In the latest entry for his Horror in the Britcom series, writer A.J. Black explores the transition from beloved television comedy to the big screen with 2005's The League of Gentlemen's Apocalypse...

While it was always easy for critics and audiences to write off The League of Gentlemen as innuendo laden grotesquery, it was a comedy series that contained an enormous amount of awareness and self-awareness coursing under the surface.

After debuting on radio in the mid-1990s, the town and characters of Royston Vasey, a fictional hamlet in the north of England, burst onto screen performed and written by the trio of Steve Pemberton, Reece Shearsmith and Mark Gatiss (plus Jeremy Dyson, who remained off camera) and immediately became a bizarre, pop-culture phenomenon in the late-90s spawning a legion of memorable catchphrases, a rogue’s gallery of strange and at points downright scary characters who passed into comedy legend, and a unique balance of risqué, populist sketch humour with throwback horror, often to the nightmarish British visages of the ‘60s and ‘70s with inspirations such as The Wicker Man or the Hammer productions stable.
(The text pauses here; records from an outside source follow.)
//! Finds the caller's team, creating it on first registration.

use crate::dtos::{MemberPayload, TeamPayload};
use crate::models::{PaymentStatus, Team, TeamMember, TeamStatus};
use crate::services::store::RegistrationStore;
use chrono::Utc;
use service_core::error::AppError;
use std::sync::Arc;
use uuid::Uuid;

#[derive(Debug, Clone)]
pub struct ResolvedTeam {
    pub team: Team,
    pub created: bool,
}

#[derive(Clone)]
pub struct TeamResolver {
    store: Arc<dyn RegistrationStore>,
}

fn required<'a>(value: &'a Option<String>, field: &str) -> Result<&'a str, AppError> {
    value
        .as_deref()
        .map(str::trim)
        .filter(|v| !v.is_empty())
        .ok_or_else(|| AppError::BadRequest(anyhow::anyhow!("{} is required", field)))
}

/// Builds member rows; the first member defaults to `LEADER`.
pub fn build_members(
    team_id: Uuid,
    registration_id: Option<Uuid>,
    members: &[MemberPayload],
) -> Result<Vec<TeamMember>, AppError> {
    let now = Utc::now();
    members
        .iter()
        .enumerate()
        .map(|(i, m)| {
            let name = required(&m.name, "Member name")?;
            let email = required(&m.email, "Member email")?;
            if !email.contains('@') {
                return Err(AppError::BadRequest(anyhow::anyhow!(
                    "Invalid member email: {}",
                    email
                )));
            }
            let role = m
                .role
                .as_deref()
                .map(|r| r.trim().to_uppercase())
                .filter(|r| !r.is_empty())
                .unwrap_or_else(|| {
                    if i == 0 && registration_id.is_none() {
                        "LEADER".to_string()
                    } else {
                        "MEMBER".to_string()
                    }
                });

            Ok(TeamMember {
                id: Uuid::new_v4(),
                team_id,
                competition_registration_id: registration_id,
                name: name.to_string(),
                email: email.to_lowercase(),
                phone: m.phone.clone().filter(|p| !p.trim().is_empty()),
                role,
                created_at: now,
            })
        })
        .collect()
}

impl TeamResolver {
    pub fn new(store: Arc<dyn RegistrationStore>) -> Self {
        Self { store }
    }

    /// Resolves by explicit id, then by email, then creates from `payload`.
    /// Existing teams are returned unchanged.
    #[tracing::instrument(skip(self, payload), fields(email = ?email, team_id = ?team_id))]
    pub async fn resolve_team(
        &self,
        email: Option<&str>,
        team_id: Option<Uuid>,
        payload: Option<(&TeamPayload, &[MemberPayload])>,
    ) -> Result<ResolvedTeam, AppError> {
        let email = email.map(|e| e.trim().to_lowercase()).filter(|e| !e.is_empty());

        if let Some(id) = team_id {
            let team = self
                .store
                .get_team(id)
                .await?
                .ok_or_else(|| AppError::NotFound(anyhow::anyhow!("Team {} not found", id)))?;

            if let Some(email) = &email {
                if !team.is_owned_by(email) {
                    return Err(AppError::Forbidden(anyhow::anyhow!(
                        "Team {} belongs to another user",
                        id
                    )));
                }
            }
            return Ok(ResolvedTeam {
                team,
                created: false,
            });
        }

        let email = email.ok_or_else(|| {
            AppError::BadRequest(anyhow::anyhow!("Either a user email or a team id is required"))
        })?;

        if let Some(team) = self.store.find_team_by_email(&email).await? {
            return Ok(ResolvedTeam {
                team,
                created: false,
            });
        }

        let (team_payload, members) = payload.ok_or_else(|| {
            AppError::NotFound(anyhow::anyhow!("No team registered for {}", email))
        })?;

        let team = self.build_team(&email, team_payload, members)?;
        let member_rows = build_members(team.id, None, members)?;

        match self.store.insert_team(&team, &member_rows).await {
            Ok(()) => {}
            // A concurrent submission for the same email won the insert.
            Err(AppError::Conflict(_)) => {
                let existing = self.store.find_team_by_email(&email).await?.ok_or_else(|| {
                    AppError::InternalError(anyhow::anyhow!("Team vanished after conflict"))
                })?;
                return Ok(ResolvedTeam {
                    team: existing,
                    created: false,
                });
            }
            Err(e) => return Err(e),
        }

        tracing::info!(team_id = %team.id, team_name = %team.team_name, "Team created");
        metrics::counter!("teams_created_total").increment(1);

        Ok(ResolvedTeam {
            team,
            created: true,
        })
    }

    fn build_team(
        &self,
        email: &str,
        payload: &TeamPayload,
        members: &[MemberPayload],
    ) -> Result<Team, AppError> {
        let team_name = required(&payload.team_name, "Team name")?;
        let institution = required(&payload.institution, "Institution")?;
        if members.is_empty() {
            return Err(AppError::BadRequest(anyhow::anyhow!(
                "At least one team member is required"
            )));
        }

        let leader = members
            .iter()
            .find(|m| {
                m.role
                    .as_deref()
                    .is_some_and(|r| r.trim().eq_ignore_ascii_case("leader"))
            })
            .unwrap_or(&members[0]);
        let leader_name = required(&leader.name, "Member name")?;
        let leader_email = required(&leader.email, "Member email")?;

        let now = Utc::now();
        Ok(Team {
            id: Uuid::new_v4(),
            user_email: email.to_string(),
            team_name: team_name.to_string(),
            institution: institution.to_string(),
            leader_name: leader_name.to_string(),
            leader_email: leader_email.to_lowercase(),
            leader_phone: leader.phone.clone(),
            contact_email: email.to_string(),
            contact_phone: payload.contact_phone.clone().or_else(|| leader.phone.clone()),
            robot_name: payload.robot_name.clone(),
            robot_weight: payload.robot_weight,
            robot_dimensions: payload.robot_dimensions.clone(),
            weapon_type: payload.weapon_type.clone(),
            status: TeamStatus::Pending,
            payment_status: PaymentStatus::Pending,
            payment_id: None,
            is_multi_competition: false,
            created_at: now,
            updated_at: now,
        })
    }
}
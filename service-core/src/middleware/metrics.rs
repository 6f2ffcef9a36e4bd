use axum::{extract::MatchedPath, extract::Request, middleware::Next, response::Response};
use metrics::{counter, histogram};
use std::time::Instant;

/// Record request count and latency per route template.
pub async fn metrics_middleware(req: Request, next: Next) -> Response {
    let start = Instant::now();
    let method = req.method().to_string();
    // Use the route template so path parameters do not explode label cardinality.
    let path = req
        .extensions()
        .get::<MatchedPath>()
        .map(|p| p.as_str().to_string())
        .unwrap_or_else(|| req.uri().path().to_string());

    let response = next.run(req).await;

    let duration = start.elapsed();
    let status = response.status().as_u16().to_string();

    let labels = [("method", method), ("path", path), ("status", status)];

    counter!("http_requests_total", &labels).increment(1);
    histogram!("http_request_duration_seconds", &labels).record(duration.as_secs_f64());

    response
}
It was a series made by horror film fans laced with references, nods and winks.

Two hit series in that format eventually broached a third which, in the inimitable style of the League, saw them play around with how to portray the show. Depicting a domino-effect of a car accident in Royston Vasey, six episodes spooled out, Rashomon-style, to tell the story leading up to the accident with six characters, some new, some very minor in previous seasons, and all without the customary laughter tracks. While that season stands, in retrospect, among the best the series had to offer, the approach polarised as did the key element they were fighting against: using the fan favourite characters audiences wanted to see. The very first episode of the season opens with breakout characters Edward & Tubbs Tattsyrup—inbred, murderous owners of the ‘local’ shop—escaping what appeared to be a fire that killed them off at the end of the previous season, only to be immediately flattened for good by a speeding modern train. It was the League making a point: we’re moving on.

This is central to what the troupe choose to do in The League of Gentlemen’s Apocalypse (Steve Bendelack, 2005), a film built on metafictional tropes as a means of both embracing their beloved creations and finding peace with leaving them behind once and for all.
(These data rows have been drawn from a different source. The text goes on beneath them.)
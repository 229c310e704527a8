//! Core DDNS engine
//!
//! The DdnsEngine is responsible for:
//! - Looking up the public IP via IpSource
//! - Checking the StateStore so unchanged cycles make no provider calls
//! - Updating the A record via DnsProvider
//! - Persisting the IP after a successful update
//!
//! ## Poll Cycle
//!
//! ```text
//! ┌─────────────┐    ┌──────────────┐    ┌─────────────┐    ┌──────────────┐
//! │  IpSource   │───▶│ StateStore   │───▶│ DnsProvider │───▶│ StateStore   │
//! │  (lookup)   │    │ (compare)    │    │ (update)    │    │ (persist)    │
//! └─────────────┘    └──────────────┘    └─────────────┘    └──────────────┘
//!        │ error            │ equal             │ error
//!        ▼                  ▼                   ▼
//!                     sleep, next cycle
//! ```
//!
//! Every failure is logged and the loop goes on; the poll interval is the
//! only retry mechanism.

use crate::config::{DdnsConfig, DEFAULT_POLL_INTERVAL};
use crate::traits::{DnsProvider, IpSource, StateStore, UpdateResult};
use std::net::Ipv4Addr;
use std::time::Duration;
use tracing::{debug, error, info, warn};

/// What a single poll cycle did
#[derive(Debug, Clone, PartialEq, Eq)]
pub enum CycleOutcome {
    /// The public IP could not be determined; nothing else was attempted
    IpUnavailable {
        reason: String,
    },

    /// The public IP matches the last known IP; no provider calls were made
    Unchanged {
        ip: Ipv4Addr,
    },

    /// The provider now holds the new IP and it was persisted
    Updated {
        ip: Ipv4Addr,
        result: UpdateResult,
    },

    /// The provider update failed; the state store was left alone
    UpdateFailed {
        ip: Ipv4Addr,
        reason: String,
    },
}

/// Core DDNS engine
///
/// Holds the configuration, the three components and the poll interval.
/// All work happens sequentially on the caller's task.
///
/// ## Lifecycle
///
/// 1. Create with [`DdnsEngine::new()`]
/// 2. Start with [`DdnsEngine::run()`], which never returns
///
/// Tests drive single cycles with [`DdnsEngine::poll_once()`].
pub struct DdnsEngine {
    /// Record and zone to manage
    config: DdnsConfig,

    /// Public IP lookup
    ip_source: Box<dyn IpSource>,

    /// DNS provider for updating the record
    provider: Box<dyn DnsProvider>,

    /// Last-known-IP storage
    state_store: Box<dyn StateStore>,

    /// Sleep between cycles
    poll_interval: Duration,
}

impl DdnsEngine {
    /// Create a new engine with the default 10 minute poll interval
    ///
    /// Fails if `config` doesn't validate.
    pub fn new(
        config: DdnsConfig,
        ip_source: Box<dyn IpSource>,
        provider: Box<dyn DnsProvider>,
        state_store: Box<dyn StateStore>,
    ) -> crate::Result<Self> {
        config.validate()?;

        Ok(Self {
            config,
            ip_source,
            provider,
            state_store,
            poll_interval: DEFAULT_POLL_INTERVAL,
        })
    }

    /// Override the poll interval
    pub fn with_poll_interval(mut self, poll_interval: Duration) -> Self {
        self.poll_interval = poll_interval;
        self
    }

    /// The configured poll interval
    pub fn poll_interval(&self) -> Duration {
        self.poll_interval
    }

    /// Run the poll loop forever
    ///
    /// Errors never end the loop. The process is stopped from outside.
    pub async fn run(&self) {
        info!(
            "Watching {} in zone {} via {} / {} (every {:?})",
            self.config.record_name,
            self.config.zone_name,
            self.ip_source.source_name(),
            self.provider.provider_name(),
            self.poll_interval
        );

        loop {
            let outcome = self.poll_once().await;
            debug!("Poll cycle finished: {:?}", outcome);
            tokio::time::sleep(self.poll_interval).await;
        }
    }

    /// Run a single poll cycle
    pub async fn poll_once(&self) -> CycleOutcome {
        let current_ip = match self.ip_source.current().await {
            Ok(ip) => ip,
            Err(e) => {
                warn!("Public IP lookup via {} failed: {}", self.ip_source.source_name(), e);
                return CycleOutcome::IpUnavailable {
                    reason: e.to_string(),
                };
            }
        };

        let last_ip = match self.state_store.last_ip().await {
            Ok(ip) => ip,
            Err(e) => {
                debug!("Could not read last known IP, treating it as unknown: {}", e);
                None
            }
        };

        if last_ip == Some(current_ip) {
            return CycleOutcome::Unchanged { ip: current_ip };
        }

        debug!(
            "IP change detected: {} -> {}",
            last_ip.map(|ip| ip.to_string()).unwrap_or("None".to_string()),
            current_ip
        );

        self.update(current_ip).await
    }

    /// Push `new_ip` to the provider and persist it on success
    async fn update(&self, new_ip: Ipv4Addr) -> CycleOutcome {
        let result = match self
            .provider
            .update_record(&self.config.zone_name, &self.config.record_name, new_ip)
            .await
        {
            Ok(result) => result,
            Err(e) => {
                error!(
                    "Failed to update {} via {}: {}",
                    self.config.record_name,
                    self.provider.provider_name(),
                    e
                );
                return CycleOutcome::UpdateFailed {
                    ip: new_ip,
                    reason: e.to_string(),
                };
            }
        };

        if let Err(e) = self.state_store.set_last_ip(new_ip).await {
            warn!("Failed to persist last known IP {}: {}", new_ip, e);
        }

        info!("Successfully updated {} to {}", self.config.record_name, new_ip);

        CycleOutcome::Updated { ip: new_ip, result }
    }
}

#[cfg(test)]
mod tests {
    use super::*;
    use crate::state::MemoryStateStore;
    use async_trait::async_trait;

    struct FixedIpSource(Ipv4Addr);

    #[async_trait]
    impl IpSource for FixedIpSource {
        async fn current(&self) -> crate::Result<Ipv4Addr> {
            Ok(self.0)
        }

        fn source_name(&self) -> &'static str {
            "fixed"
        }
    }

    struct NoopProvider;

    #[async_trait]
    impl DnsProvider for NoopProvider {
        async fn update_record(&self, _: &str, _: &str, _: Ipv4Addr) -> crate::Result<UpdateResult> {
            Ok(UpdateResult::Unchanged)
        }

        fn provider_name(&self) -> &'static str {
            "noop"
        }
    }

    fn engine(config: DdnsConfig) -> crate::Result<DdnsEngine> {
        DdnsEngine::new(
            config,
            Box::new(FixedIpSource(Ipv4Addr::new(1, 2, 3, 4))),
            Box::new(NoopProvider),
            Box::new(MemoryStateStore::new()),
        )
    }

    #[test]
    fn test_default_poll_interval_is_ten_minutes() {
        let engine = engine(DdnsConfig::new("t", "example.com", "home.example.com")).unwrap();
        assert_eq!(engine.poll_interval(), Duration::from_secs(600));

        let engine = engine.with_poll_interval(Duration::from_millis(5));
        assert_eq!(engine.poll_interval(), Duration::from_millis(5));
    }

    #[test]
    fn test_invalid_config_rejected() {
        assert!(engine(DdnsConfig::new("t", "", "home.example.com")).is_err());
    }

    #[tokio::test]
    async fn test_provider_short_circuit_still_persists() {
        let store = MemoryStateStore::new();
        let engine = DdnsEngine::new(
            DdnsConfig::new("t", "example.com", "home.example.com"),
            Box::new(FixedIpSource(Ipv4Addr::new(1, 2, 3, 4))),
            Box::new(NoopProvider),
            Box::new(store.clone()),
        )
        .unwrap();

        let outcome = engine.poll_once().await;
        assert_eq!(
            outcome,
            CycleOutcome::Updated {
                ip: Ipv4Addr::new(1, 2, 3, 4),
                result: UpdateResult::Unchanged,
            }
        );
        assert_eq!(store.last_ip().await.unwrap(), Some(Ipv4Addr::new(1, 2, 3, 4)));
    }
}
// # HTTP IP Source
//
// This crate provides the public IP lookup for the updater, backed by
// ipify's JSON endpoint:
//
// ```http
// GET https://api.ipify.org?format=json
//
// {"ip": "203.0.113.7"}
// ```
//
// One call is one GET. Failures are returned to the engine, which logs them
// and skips the cycle; there is no retry and no caching here.

use cfddns_core::config::DEFAULT_HTTP_TIMEOUT;
use cfddns_core::traits::IpSource;
use cfddns_core::{Error, Result};
use serde::Deserialize;
use std::net::Ipv4Addr;

/// Default IP-echo endpoint
pub const IPIFY_URL: &str = "https://api.ipify.org?format=json";

/// Response body of the ipify JSON endpoint
#[derive(Debug, Deserialize)]
struct IpifyResponse {
    ip: String,
}

/// Public IP source backed by ipify
#[derive(Debug, Clone)]
pub struct IpifySource {
    /// URL to fetch the IP from
    url: String,

    /// HTTP client
    client: reqwest::Client,
}

impl IpifySource {
    /// Create a source for the default ipify endpoint with its own client
    pub fn new() -> Result<Self> {
        let client = reqwest::Client::builder()
            .timeout(DEFAULT_HTTP_TIMEOUT)
            .build()
            .map_err(|e| Error::http(format!("Failed to build HTTP client: {}", e)))?;

        Ok(Self::with_client(client))
    }

    /// Create a source for the default endpoint sharing an existing client
    pub fn with_client(client: reqwest::Client) -> Self {
        Self {
            url: IPIFY_URL.to_string(),
            client,
        }
    }

    /// Point the source at a different endpoint
    pub fn with_url(mut self, url: impl Into<String>) -> Self {
        self.url = url.into();
        self
    }

    /// Fetch and decode the current IP
    async fn fetch_ip(&self) -> Result<Ipv4Addr> {
        let response = self
            .client
            .get(&self.url)
            .send()
            .await
            .map_err(|e| Error::http(format!("IP check request failed: {}", e)))?;

        let status = response.status();
        if !status.is_success() {
            return Err(Error::http(format!("IP check returned HTTP {}", status)));
        }

        let body: IpifyResponse = response
            .json()
            .await
            .map_err(|e| Error::ip_source(format!("Failed to parse IP check response: {}", e)))?;

        body.ip
            .parse()
            .map_err(|_| Error::ip_source(format!("Not an IPv4 address: {:?}", body.ip)))
    }
}

#[async_trait::async_trait]
impl IpSource for IpifySource {
    async fn current(&self) -> Result<Ipv4Addr> {
        let ip = self.fetch_ip().await?;
        tracing::debug!("Public IP is {}", ip);
        Ok(ip)
    }

    fn source_name(&self) -> &'static str {
        "ipify"
    }
}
If you look at the majority of Britain’s well known or beloved sitcoms between the 1960s to 1980s, you will see how almost all of them transitioned from television origins to the big screen.

Are You Being Served? (BBC, 1972-85), Dad’s Army (BBC, 1968-77), Porridge (BBC, 1974-77), Up Pompeii (BBC, 1969-70), Steptoe & Son (BBC, 1962-74), Rising Damp (ITV, 1974-78) – these are just a few examples of a trend that elevated some of Britain’s immortalised comic creations to a broader canvas and, in almost every case, provided diminishing returns. The jokes that worked well in half an hour week in week out would struggle to translate over a longer running time, sans audience laughter track, with the complication of needing to deliver a more substantial narrative alongside Fletch or Rigsby or Captain Mainwaring making audiences laugh. The trend fell apart as the 1980s came to a close, with Only Fools and Horses (BBC, 1981-2003) serving as an example of how you could tell feature-length stories on a TV canvas, and so the 60-90-minute special—often at Christmas—was born and extended into the 1990s. Most hit TV comedy creations stopped going to the movies.
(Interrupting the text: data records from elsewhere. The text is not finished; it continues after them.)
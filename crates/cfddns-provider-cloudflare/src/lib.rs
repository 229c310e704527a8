// # Cloudflare DNS Provider
//
// This crate provides the Cloudflare API v4 client used by the updater.
//
// An update is three sequential calls, all resolved fresh every time:
//
// 1. Zone lookup:   GET `/zones?name=...`
// 2. Record lookup: GET `/zones/:zone_id/dns_records?type=A&name=...`
// 3. Update:        PUT `/zones/:zone_id/dns_records/:record_id`
//
// Step 3 is skipped when the record's content already equals the new IP.
// When a lookup matches several entries, the first one wins.
//
// ## Security Requirements
//
// - API token NEVER appears in logs or Debug output
// - Provider MUST fail fast if token is empty
//
// ## API Reference
//
// - Cloudflare API v4: https://developers.cloudflare.com/api/

use async_trait::async_trait;
use cfddns_core::config::DEFAULT_HTTP_TIMEOUT;
use cfddns_core::traits::{DnsProvider, RecordMetadata, UpdateResult};
use cfddns_core::{Error, Result};
use reqwest::StatusCode;
use serde::{Deserialize, Serialize};
use std::net::Ipv4Addr;

/// Cloudflare API base URL
pub const CLOUDFLARE_API_BASE: &str = "https://api.cloudflare.com/client/v4";

/// TTL written with every update (seconds)
pub const RECORD_TTL: u32 = 120;

const PROVIDER_NAME: &str = "cloudflare";

/// Cloudflare's response envelope for list endpoints
#[derive(Debug, Deserialize)]
struct CloudflareResponse {
    success: bool,
    #[serde(default)]
    errors: Option<Vec<CloudflareMessage>>,
    #[serde(default)]
    result: Option<Vec<CloudflareEntry>>,
}

#[derive(Debug, Deserialize)]
struct CloudflareMessage {
    #[serde(default)]
    code: i64,
    #[serde(default)]
    message: String,
}

/// A zone or DNS record as listed by Cloudflare
#[derive(Debug, Deserialize)]
struct CloudflareEntry {
    id: String,
    #[serde(default)]
    name: String,
    #[serde(default)]
    content: Option<String>,
}

/// Body of the record update call
#[derive(Debug, Serialize)]
struct RecordUpdate<'a> {
    #[serde(rename = "type")]
    kind: &'static str,
    name: &'a str,
    content: String,
    ttl: u32,
    proxied: bool,
}

/// Cloudflare DNS provider
///
/// Stateless: nothing is cached between calls.
pub struct CloudflareProvider {
    /// Cloudflare API token
    /// ⚠️ NEVER log this value
    api_token: String,

    /// API base URL
    base_url: String,

    /// HTTP client for API requests
    client: reqwest::Client,
}

// Custom Debug implementation that hides the API token
impl std::fmt::Debug for CloudflareProvider {
    fn fmt(&self, f: &mut std::fmt::Formatter<'_>) -> std::fmt::Result {
        f.debug_struct("CloudflareProvider")
            .field("api_token", &"<REDACTED>")
            .field("base_url", &self.base_url)
            .finish()
    }
}

impl CloudflareProvider {
    /// Create a provider with its own HTTP client (10 second timeout)
    pub fn new(api_token: impl Into<String>) -> Result<Self> {
        let client = reqwest::Client::builder()
            .timeout(DEFAULT_HTTP_TIMEOUT)
            .build()
            .map_err(|e| Error::http(format!("Failed to build HTTP client: {}", e)))?;

        Self::with_client(api_token, client)
    }

    /// Create a provider sharing an existing HTTP client
    ///
    /// # Security
    ///
    /// The API token will NEVER be logged or displayed in error messages.
    pub fn with_client(api_token: impl Into<String>, client: reqwest::Client) -> Result<Self> {
        let api_token = api_token.into();
        if api_token.is_empty() {
            return Err(Error::config("Cloudflare API token cannot be empty"));
        }

        Ok(Self {
            api_token,
            base_url: CLOUDFLARE_API_BASE.to_string(),
            client,
        })
    }

    /// Point the provider at a different API base URL
    pub fn with_base_url(mut self, base_url: impl Into<String>) -> Self {
        self.base_url = base_url.into().trim_end_matches('/').to_string();
        self
    }

    /// Get the zone ID for a zone name
    ///
    /// # API Call
    ///
    /// ```http
    /// GET /zones?name=example.com
    /// Authorization: Bearer <token>
    /// ```
    pub async fn zone_id(&self, zone_name: &str) -> Result<String> {
        tracing::debug!("Looking up zone ID for {}", zone_name);

        let url = format!("{}/zones", self.base_url);
        let request = self.client.get(&url).query(&[("name", zone_name)]);

        let zone = self
            .first_entry(request, "Zone lookup")
            .await?
            .ok_or_else(|| Error::not_found(format!("Zone {} not found", zone_name)))?;

        tracing::debug!("Found zone ID: {}", zone.id);
        Ok(zone.id)
    }

    /// Get the A record `record_name` in zone `zone_id`
    ///
    /// # API Call
    ///
    /// ```http
    /// GET /zones/:zone_id/dns_records?type=A&name=home.example.com
    /// Authorization: Bearer <token>
    /// ```
    pub async fn find_record(&self, zone_id: &str, record_name: &str) -> Result<RecordMetadata> {
        tracing::debug!("Looking up A record {}", record_name);

        let url = format!("{}/zones/{}/dns_records", self.base_url, zone_id);
        let request = self
            .client
            .get(&url)
            .query(&[("type", "A"), ("name", record_name)]);

        let record = self
            .first_entry(request, "DNS record lookup")
            .await?
            .ok_or_else(|| Error::not_found(format!("DNS record {} not found", record_name)))?;

        let content = record.content.ok_or_else(|| {
            Error::dns_provider(format!("DNS record {} has no content", record_name))
        })?;

        tracing::debug!("Found record ID: {} (content: {})", record.id, content);
        Ok(RecordMetadata {
            id: record.id,
            name: record.name,
            content,
        })
    }

    /// Overwrite the record's content with `new_ip`
    ///
    /// Succeeds only on HTTP 200.
    ///
    /// # API Call
    ///
    /// ```http
    /// PUT /zones/:zone_id/dns_records/:record_id
    /// Content-Type: application/json
    ///
    /// {"type": "A", "name": "...", "content": "1.2.3.4", "ttl": 120, "proxied": false}
    /// ```
    pub async fn put_record(
        &self,
        zone_id: &str,
        record_id: &str,
        record_name: &str,
        new_ip: Ipv4Addr,
    ) -> Result<()> {
        let url = format!("{}/zones/{}/dns_records/{}", self.base_url, zone_id, record_id);
        let body = RecordUpdate {
            kind: "A",
            name: record_name,
            content: new_ip.to_string(),
            ttl: RECORD_TTL,
            proxied: false,
        };

        let response = self
            .client
            .put(&url)
            .bearer_auth(&self.api_token)
            .json(&body)
            .send()
            .await
            .map_err(|e| Error::provider(PROVIDER_NAME, format!("Update request failed: {}", e)))?;

        let status = response.status();
        if status != StatusCode::OK {
            let error_text = response
                .text()
                .await
                .unwrap_or_else(|_| "Unable to read error response".to_string());
            return Err(status_error(status, "Update", &error_text));
        }

        Ok(())
    }

    /// Send a list request and return the first entry of a successful envelope
    async fn first_entry(
        &self,
        request: reqwest::RequestBuilder,
        context: &str,
    ) -> Result<Option<CloudflareEntry>> {
        let response = request
            .bearer_auth(&self.api_token)
            .send()
            .await
            .map_err(|e| Error::provider(PROVIDER_NAME, format!("{} request failed: {}", context, e)))?;

        let status = response.status();
        let envelope: CloudflareResponse = match response.json().await {
            Ok(envelope) => envelope,
            Err(e) if !status.is_success() => {
                return Err(status_error(status, context, &e.to_string()));
            }
            Err(e) => {
                return Err(Error::provider(
                    PROVIDER_NAME,
                    format!("{} failed: undecodable response (HTTP {}): {}", context, status, e),
                ));
            }
        };

        if !status.is_success() || !envelope.success {
            let messages = envelope
                .errors
                .unwrap_or_default()
                .iter()
                .map(|m| format!("{} ({})", m.message, m.code))
                .collect::<Vec<_>>()
                .join("; ");
            return Err(status_error(status, context, &messages));
        }

        Ok(envelope.result.unwrap_or_default().into_iter().next())
    }
}

/// Map an unsuccessful response to an error
fn status_error(status: StatusCode, context: &str, detail: &str) -> Error {
    match status.as_u16() {
        401 | 403 => Error::auth(format!(
            "{} rejected: invalid API token or insufficient permissions. Status: {}",
            context, status
        )),
        429 => Error::rate_limited(format!(
            "{} rate limited. Please retry later. Status: {}",
            context, status
        )),
        _ => Error::provider(
            PROVIDER_NAME,
            format!("{} failed: {} - {}", context, status, detail),
        ),
    }
}

#[async_trait]
impl DnsProvider for CloudflareProvider {
    async fn update_record(
        &self,
        zone_name: &str,
        record_name: &str,
        new_ip: Ipv4Addr,
    ) -> Result<UpdateResult> {
        let zone_id = self.zone_id(zone_name).await?;
        let record = self.find_record(&zone_id, record_name).await?;

        if record.content == new_ip.to_string() {
            tracing::info!("DNS record already has correct IP: {} -> {}", record_name, new_ip);
            return Ok(UpdateResult::Unchanged);
        }

        tracing::info!(
            "Updating DNS record: {} ({}) -> {} (was: {})",
            record.name,
            record.id,
            new_ip,
            record.content
        );

        self.put_record(&zone_id, &record.id, record_name, new_ip)
            .await?;

        Ok(UpdateResult::Updated {
            previous_content: record.content,
        })
    }

    fn provider_name(&self) -> &'static str {
        PROVIDER_NAME
    }
}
The League of Gentlemen’s Apocalypse understands this keenly, the writers fully aware that audiences never get the satisfaction when great comedy TV characters make the jump to cinema screens, and they work to provide the audience directly with a comment on that very truth. Late on in Apocalypse, in which some of the memorable creations from Royston Vasey learn the League are no longer planning to write more stories for them and breach the ‘real’ world in order to save their own, psychotic JobCentre restart worker, Pauline Campbell-Jones presents Mark Gatiss with a list of Royston Vasey movie ideas the characters have thought up, including all of them going on holiday to Spain. ‘When they get there, the hotel’s not finished, no one speaks the lingo’ Pauline says, both thinking it’s the funniest idea in the world and unaware this is both the plot to the Are You Being Served? movie and even Carry on Abroad (Gerald Thomas, 1972). Hapless vet Dr. Chinnery’s suggestion is ‘one of the characters is mistaken for someone in the Mafia and gets chased around with a bag of money’, which is very close to the plot of Only Fools’ biggest TV special, Miami Twice, aired on television but shot on film.

This is intentional. The League understand that doing justice on the big screen to small screen comedy characters who connected with audiences is extraordinarily difficult, and many of the attempts to do were lazy and cheap, often placing characters in different scenarios and locations while missing the point that audiences loved them precisely because of where they were – the prison, the department store, the rag & bone yard etc… This is why Apocalypse is a clever inversion of that evolution of that small screen to big, employing the meta-fictional conflagration of beloved characters, newly created characters and the writers themselves, to provide audiences with a unique fusion of the League series’ comedy and horror all brewed together. While it wasn’t planned originally as such, it feels the natural extension of that unusual third season, as the League team work to try and keep both audience expectations alive while pushing themselves to try new things as creatives.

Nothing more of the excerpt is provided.